Harris speaks in the first paragraph of how her political leanings set her apart from many of her peers:

And while they were e-mailing one another about boys and fingernail polish, I was assuming the mantle of e-champion, which required two things of me:  an e-mail address to receive daily Bush campaign emails and the indefatigable conviction that I must forward to everyone I knew.
While I talked about how fundamentalist identity can consume one's entire identity, I had not considered discussing how it echoes Ms. Harris's own experience as described above.  Not only does such an identity consume a person, but it often becomes something that completely separates them from others.  In many ways, I imagine this is intentional, as fundamentalist and other conservative Christians find it important to identify themselves as separate from other people who are still "of the world."  As such, this obsession with in-group activities to the detriment to other interests that one might have in common with their peers becomes an important sacrificial act demonstrating one's "insider" status.

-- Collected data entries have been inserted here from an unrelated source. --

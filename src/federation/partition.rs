// SPDX-License-Identifier: Apache-2.0

//! Ownership planning.
//!
//! Annotates a query tree bottom-up with the drivers owning each subtree.
//! The plan mirrors `Element::children()` so the router can walk both in
//! step. Every name is resolved here, before anything is dispatched.

use requester_query::{Crud, Element, FuncName};

use super::resolve::Resolver;
use super::types::{DriverSet, Ownership};
use crate::engine::error::EngineResult;

#[derive(Debug, Clone, PartialEq, Eq)]
pub struct PlanNode {
    pub ownership: Ownership,
    /// Drivers that execute the node itself when it is mixed: the call's
    /// own backend, or every driver of a mixed CRUD.
    pub anchor: Option<DriverSet>,
    /// Plans of the routed children: every child of a function, only an
    /// owned or mixed filter of a CRUD.
    pub children: Vec<PlanNode>,
}

impl PlanNode {
    fn leaf(ownership: Ownership) -> Self {
        Self {
            ownership,
            anchor: None,
            children: Vec::new(),
        }
    }

    /// Number of partition tops in the plan.
    pub fn partition_count(&self) -> usize {
        match self.ownership {
            Ownership::Owned(_) | Ownership::Neutral => 1,
            Ownership::Mixed(_) => {
                let below: usize = self.children.iter().map(PlanNode::partition_count).sum();
                below + usize::from(self.anchor.is_some())
            }
        }
    }
}

/// Builds the ownership plan of `node`.
pub fn plan(node: &Element, resolver: &mut Resolver<'_>) -> EngineResult<PlanNode> {
    match node {
        Element::Expression(expr) => {
            let owners = resolver.resolve(expr.name())?;
            Ok(PlanNode::leaf(Ownership::Owned(owners)))
        }
        Element::Function(func) => {
            let children = plan_all(node.children(), resolver)?;
            let combined = combine(&children, resolver);
            match func.name() {
                FuncName::Call(path) => {
                    let own = resolver.resolve(path)?;
                    let ownership = Ownership::Owned(own.clone()).combine(combined, |n| resolver.rank(n));
                    let anchor = matches!(ownership, Ownership::Mixed(_)).then_some(own);
                    Ok(PlanNode {
                        ownership,
                        anchor,
                        children,
                    })
                }
                _ => Ok(PlanNode {
                    ownership: combined,
                    anchor: None,
                    children,
                }),
            }
        }
        Element::Crud(crud) => plan_crud(crud, resolver),
    }
}

fn plan_all(nodes: Vec<&Element>, resolver: &mut Resolver<'_>) -> EngineResult<Vec<PlanNode>> {
    nodes.into_iter().map(|child| plan(child, resolver)).collect()
}

fn combine(children: &[PlanNode], resolver: &Resolver<'_>) -> Ownership {
    children.iter().fold(Ownership::Neutral, |acc, child| {
        acc.combine(child.ownership.clone(), |n| resolver.rank(n))
    })
}

/// A CRUD belongs to the owners of its filter. Without a routable filter it
/// falls back to the fields it targets, selects or assigns.
fn plan_crud(crud: &Crud, resolver: &mut Resolver<'_>) -> EngineResult<PlanNode> {
    let filter = match crud.query() {
        Some(query) => Some(plan(query, resolver)?),
        None => None,
    };

    let ownership = match filter.as_ref().map(|f| &f.ownership) {
        Some(owned @ (Ownership::Owned(_) | Ownership::Mixed(_))) => owned.clone(),
        _ => {
            let mut fallback = Ownership::Neutral;
            for target in crud.targets() {
                let owners = resolver.resolve(target.name())?;
                fallback = fallback.combine(Ownership::Owned(owners), |n| resolver.rank(n));
            }
            let skip = usize::from(crud.query().is_some());
            for child in crud.children().into_iter().skip(skip) {
                let child_plan = plan(child, resolver)?;
                fallback = fallback.combine(child_plan.ownership, |n| resolver.rank(n));
            }
            fallback
        }
    };

    let anchor = match &ownership {
        Ownership::Mixed(all) => Some(all.clone()),
        _ => None,
    };
    Ok(PlanNode {
        ownership,
        anchor,
        // A neutral filter travels inside the CRUD to every anchor driver.
        children: filter
            .into_iter()
            .filter(|f| !f.ownership.is_neutral())
            .collect(),
    })
}
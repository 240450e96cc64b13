// SPDX-License-Identifier: Apache-2.0

//! Types for the federation router.

use std::fmt;

use serde::{Deserialize, Serialize};

/// Ordered set of driver names, kept in registry order.
#[derive(Debug, Clone, Default, PartialEq, Eq, Hash, Serialize, Deserialize)]
pub struct DriverSet(Vec<String>);

impl DriverSet {
    pub fn new() -> Self {
        Self(Vec::new())
    }

    pub fn single(name: impl Into<String>) -> Self {
        Self(vec![name.into()])
    }

    /// Inserts `name` keeping the order given by `rank` (lower first).
    pub fn insert_ranked(&mut self, name: &str, rank: impl Fn(&str) -> usize) {
        if self.contains(name) {
            return;
        }
        let position = self
            .0
            .iter()
            .position(|existing| rank(existing) > rank(name))
            .unwrap_or(self.0.len());
        self.0.insert(position, name.to_string());
    }

    pub fn union(&self, other: &DriverSet, rank: impl Fn(&str) -> usize) -> DriverSet {
        let mut merged = self.clone();
        for name in &other.0 {
            merged.insert_ranked(name, &rank);
        }
        merged
    }

    pub fn contains(&self, name: &str) -> bool {
        self.0.iter().any(|existing| existing == name)
    }

    pub fn iter(&self) -> impl Iterator<Item = &str> {
        self.0.iter().map(String::as_str)
    }

    pub fn names(&self) -> &[String] {
        &self.0
    }

    pub fn len(&self) -> usize {
        self.0.len()
    }

    pub fn is_empty(&self) -> bool {
        self.0.is_empty()
    }
}

impl fmt::Display for DriverSet {
    fn fmt(&self, f: &mut fmt::Formatter<'_>) -> fmt::Result {
        write!(f, "{{{}}}", self.0.join(", "))
    }
}

/// Which drivers a subtree belongs to.
#[derive(Debug, Clone, PartialEq, Eq)]
pub enum Ownership {
    /// Nothing routable below (literals, argument-less operators).
    Neutral,
    /// Every routable descendant shares this driver set.
    Owned(DriverSet),
    /// Descendants disagree; carries the union of all their drivers.
    Mixed(DriverSet),
}

impl Ownership {
    /// Bottom-up combination of two sibling ownerships.
    pub fn combine(self, other: Ownership, rank: impl Fn(&str) -> usize) -> Ownership {
        match (self, other) {
            (Ownership::Neutral, other) | (other, Ownership::Neutral) => other,
            (Ownership::Owned(a), Ownership::Owned(b)) if a == b => Ownership::Owned(a),
            (Ownership::Owned(a), Ownership::Owned(b))
            | (Ownership::Owned(a), Ownership::Mixed(b))
            | (Ownership::Mixed(a), Ownership::Owned(b))
            | (Ownership::Mixed(a), Ownership::Mixed(b)) => Ownership::Mixed(a.union(&b, rank)),
        }
    }

    /// Every driver involved, empty when neutral.
    pub fn drivers(&self) -> Option<&DriverSet> {
        match self {
            Ownership::Neutral => None,
            Ownership::Owned(set) | Ownership::Mixed(set) => Some(set),
        }
    }

    pub fn is_neutral(&self) -> bool {
        matches!(self, Ownership::Neutral)
    }
}

/// One partition: the drivers it runs on and the key of its top node.
#[derive(Debug, Clone, PartialEq, Eq, Serialize, Deserialize)]
pub struct PartitionEntry {
    pub drivers: DriverSet,
    pub top: String,
}

/// Partitions entered during a descent.
///
/// `active` holds partitions whose workers are still running; once joined
/// they move to `dispatched` in launch order.
#[derive(Debug, Clone, Default, PartialEq, Eq, Serialize, Deserialize)]
pub struct PartitionStack {
    active: Vec<PartitionEntry>,
    dispatched: Vec<PartitionEntry>,
}

impl PartitionStack {
    pub fn new() -> Self {
        Self::default()
    }

    pub fn enter(&mut self, drivers: DriverSet, top: impl Into<String>) {
        self.active.push(PartitionEntry {
            drivers,
            top: top.into(),
        });
    }

    /// Closes every active partition.
    pub fn leave_all(&mut self) {
        self.dispatched.append(&mut self.active);
    }

    pub fn active(&self) -> &[PartitionEntry] {
        &self.active
    }

    pub fn dispatched(&self) -> &[PartitionEntry] {
        &self.dispatched
    }

    pub fn depth(&self) -> usize {
        self.active.len()
    }
}
// SPDX-License-Identifier: Apache-2.0

// Reference drivers

pub mod eval;
pub mod function;
pub mod memory;

pub use function::{CrudHandler, FunctionDriver};
pub use memory::MemoryDriver;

This is particularly troubling when one is young, as Ms. Harris notes that young conservative Christians -- and I'd add fundamentalist Christians regardless of political involvement -- tend to act like adults and associate more with adults.  There's a certain sense where "fighting the good fight" becomes so important that simple things like expressing an interest in boys or girls, popular culture, and other things, which ultimately can rob such youth of their childhood.

I've often looked back at my own youth -- and even my college years -- and wished I had them to live them over.  I find that because I was so focused on being the perfect Christian, I put a lot of my personal development -- especially emotional development -- on hold.

When I finally addressed these areas of my life, I found myself trying to work through things in an adult world.  I found myself learning social skills and emotional coping techniques while holding down a job and acting like a responsible adult, as opposed to having the luxury of working through these things while still being able to rely more on my parents and having far less responsibilities.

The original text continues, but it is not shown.